Why do some countries suffer more democratic breakdowns than others? In this research project we look at factor in the democratization literature: the state infrastructure or the legacy of the administrative tradition. We argue that democracy will last longer in countries whose state infrastructure has prevented governments from choosing most public employees working for them (i.e. bureaucratic state infrastructure) than in countries whose governments have traditionally been allowed to select most public employees at will (i.e. patronage state infrastructure). The mechanism is as follows: the more people whose professional careers depend directly upon which party wins the elections, the higher the stakes of the ruling party to survive in office – what, in turn, fosters auto-coups or opposition’s preemptive military coups or rebellions.

PURPOSE OF THE PROJECT: Historical and contemporary developments suggest that democratization is not a linear and predictable process.
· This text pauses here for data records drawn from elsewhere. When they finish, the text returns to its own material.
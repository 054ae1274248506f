//! Output generation
//!
//! Turns every chunk into the text of one output file. Each module's live
//! statements are rewritten so that references use final names:
//! - imports of concatenated modules disappear and their uses become the
//!   target's renamed declaration
//! - imports of wrapped modules become `__toESM(require_x())` interop
//!   objects read by property
//! - CommonJS modules (and everything `require`d) become lazy
//!   `__commonJS` closures
//!
//! The chunk is then framed for the output format: ESM gets hoisted
//! external imports and an `export { ... }` clause, CommonJS assigns the
//! entry namespace to `module.exports`, and IIFE wraps everything in an
//! arrow function whose result may be stored in a global.

use crate::ast::build::{
    arrow, assign, call, export_all, expr_stmt, function_expr, ident, member, method_call, object,
    property, ret, str_lit, var_decl,
};
use crate::ast::visit::{Rewriter, rewrite_stmts};
use crate::ast::{
    DefaultValue, ExportNamed, ExportSpecifier, Expr, ImportDecl, ImportSpecifier, Stmt, VarKind,
};
use crate::chunks::{ChunkGraph, relative_import};
use crate::config::{BuildOptions, Format};
use crate::diagnostics::{DiagnosticBag, codes};
use crate::exports::{Binding, NamespaceExports};
use crate::linker::LinkedGraph;
use crate::module_graph::{ImportKind, Module, ModuleGraph, ModuleId, ModuleKind, RecordTarget};
use crate::parts::DEFAULT_EXPORT_LOCAL;
use crate::printer::Printer;
use crate::renamer::{Names, assign_names};
use crate::runtime::Helpers;
use crate::span::Span;
use crate::symbols::{InteropTarget, SymbolId, SymbolKind};
use crate::tree_shaking::Liveness;
use indexmap::IndexSet;
use rayon::prelude::*;
use rustc_hash::FxHashSet;
use serde::Serialize;
use std::sync::Arc;
use tracing::{debug, debug_span};

#[derive(Clone, Copy, Debug, PartialEq, Eq, Serialize)]
#[serde(rename_all = "kebab-case")]
pub enum OutputKind {
    EntryPoint,
    Chunk,
    Asset,
}
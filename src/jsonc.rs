//! Lenient JSON for configuration files.
//!
//! `tsconfig.json` and bundler option files are routinely written with
//! comments and trailing commas. Both are stripped here before the text is
//! handed to `serde_json`.

use anyhow::{Context, Result};
use serde::de::DeserializeOwned;

/// Parse JSON-with-comments into `T`.
pub fn from_str<T: DeserializeOwned>(source: &str) -> Result<T> {
    let stripped = strip_jsonc(source);
    let normalized = remove_trailing_commas(&stripped);
    serde_json::from_str(&normalized).context("failed to parse JSON")
}

/// Remove `//` and `/* */` comments outside string literals. Newlines inside
/// comments are kept so serde_json error positions stay meaningful.
pub fn strip_jsonc(input: &str) -> String {
    let mut out = String::with_capacity(input.len());
    let mut chars = input.chars().peekable();
    let mut in_string = false;
    let mut escape = false;
    let mut in_line_comment = false;
    let mut in_block_comment = false;

    while let Some(ch) = chars.next() {
        if in_line_comment {
            if ch == '\n' {
                in_line_comment = false;
                out.push(ch);
            }
            continue;
        }

        if in_block_comment {
            if ch == '*' {
                if let Some('/') = chars.peek().copied() {
                    chars.next();
                    in_block_comment = false;
                }
            } else if ch == '\n' {
                out.push(ch);
            }
            continue;
        }

        if in_string {
            out.push(ch);
            if escape {
                escape = false;
            } else if ch == '\\' {
                escape = true;
            } else if ch == '"' {
                in_string = false;
            }
            continue;
        }

        if ch == '"' {
            in_string = true;
            out.push(ch);
            continue;
        }

        if ch == '/'
            && let Some(&next) = chars.peek()
        {
            if next == '/' {
                chars.next();
                in_line_comment = true;
                continue;
            }
            if next == '*' {
                chars.next();
                in_block_comment = true;
                continue;
            }
        }

        out.push(ch);
    }

    out
}

/// Drop commas that are directly followed (modulo whitespace) by `}` or `]`.
pub fn remove_trailing_commas(input: &str) -> String {
    let mut out = String::with_capacity(input.len());
    let mut chars = input.chars().peekable();
    let mut in_string = false;
    let mut escape = false;

    while let Some(ch) = chars.next() {
        if in_string {
            out.push(ch);
            if escape {
                escape = false;
            } else if ch == '\\' {
                escape = true;
            } else if ch == '"' {
                in_string = false;
            }
            continue;
        }

        if ch == '"' {
            in_string = true;
            out.push(ch);
            continue;
        }

        if ch == ',' {
            let mut lookahead = chars.clone();
            while lookahead.peek().is_some_and(|c| c.is_whitespace()) {
                lookahead.next();
            }
            if matches!(lookahead.peek(), Some('}') | Some(']')) {
                continue;
            }
        }

        out.push(ch);
    }

    out
}

#[cfg(test)]
mod tests {
    use super::*;
    use serde_json::Value;

    #[test]
    fn test_strip_comments_keeps_strings() {
        let src = r#"{ "a": "http://x", // trailing
            /* block */ "b": 1 }"#;
        let value: Value = from_str(src).unwrap();
        assert_eq!(value["a"], "http://x");
        assert_eq!(value["b"], 1);
    }

    #[test]
    fn test_trailing_commas() {
        let value: Value = from_str(r#"{ "list": [1, 2, ], }"#).unwrap();
        assert_eq!(value["list"].as_array().map(|a| a.len()), Some(2));
    }

    #[test]
    fn test_invalid_json_is_error() {
        assert!(from_str::<Value>("{ nope }").is_err());
    }
}
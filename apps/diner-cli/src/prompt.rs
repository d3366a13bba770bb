//! # Selection Prompt
//!
//! The seam between the session loop and the human at the keyboard.
//!
//! A prompt shows a list of labels and reports which one was picked by
//! **index**. The session maps the index straight back to the menu option,
//! so two options that happen to render the same label can never be
//! confused.

use console::style;
use dialoguer::theme::ColorfulTheme;
use dialoguer::Select;

use crate::error::CliResult;

/// Something that can ask the user to pick one of several labels.
pub trait Prompt {
    /// Shows `choices` under `message` and returns the picked index.
    fn select(&mut self, message: &str, choices: &[String]) -> CliResult<usize>;
}

/// Arrow-key selection list on the terminal.
pub struct TerminalPrompt {
    theme: ColorfulTheme,
}

impl TerminalPrompt {
    /// Creates a prompt that marks the highlighted choice with `pointer`.
    pub fn new(pointer: &str) -> Self {
        let theme = ColorfulTheme {
            active_item_prefix: style(pointer.to_string()).for_stderr().green(),
            inactive_item_prefix: style(" ".repeat(pointer.chars().count())).for_stderr(),
            ..ColorfulTheme::default()
        };

        TerminalPrompt { theme }
    }
}

impl Prompt for TerminalPrompt {
    fn select(&mut self, message: &str, choices: &[String]) -> CliResult<usize> {
        let index = Select::with_theme(&self.theme)
            .with_prompt(message)
            .items(choices)
            .default(0)
            .interact()?;
        Ok(index)
    }
}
Once a country has become a democracy we cannot take for granted the consolidation of democratic institutions and norms, nor preclude the possibility of a democratic breakdown in the future (Schedler 2001; Ulfelder 2010).

The objective of the proposed project is to examine why some countries manage to consolidate and build stable democracies, where democracy becomes the only game in town (Linz and Stepan 1996:14), while others succumb to a pattern of political instability and subversion of the democratic process.

How can we understand, for example, that some Asian countries (e.g. Korea) with a strong authoritarian tradition today have consolidated liberal democracies much more stable than those in some Latin American countries (e.g. Bolivia) with almost two centuries of democratic tradition?

The proposed project challenges the explanations advanced in the extensive literature on democratic consolidation. To date, research on democratic consolidation has focused heavily on formal and informal political institutions at the input side of the political process: that is, the institutions linking voters’ demands to policy decisions (e.g. which electoral system or which form or government contribute most to consolidation). We find these explanations unsatisfactory. In order to deepen the understanding of democratic consolidation we need to consider factors at the output side of the political system: that is, the design of institutions responsible for the implementation of policy decisions. These institutional arrangements structure the actual distribution and provision of goods and services to a populous, and therefore determine the extent to which citizens’ needs are served with efficiency and impartiality. We hypothesize that institutions at the output side of the political system constitute an important incentive structure not only for public employees and civil servants, but also for citizens’ political actions as well as for politicians. In the proposed project, the institutional structure of output institutions is thus hypothesized to be of crucial importance for whether policy decisions will be implemented in a general and impartial way (Rothstein and Teorell 2008) for all citizens and, as a result, decrease the risk of disruptive and anti-systemic actions against democratic institutions.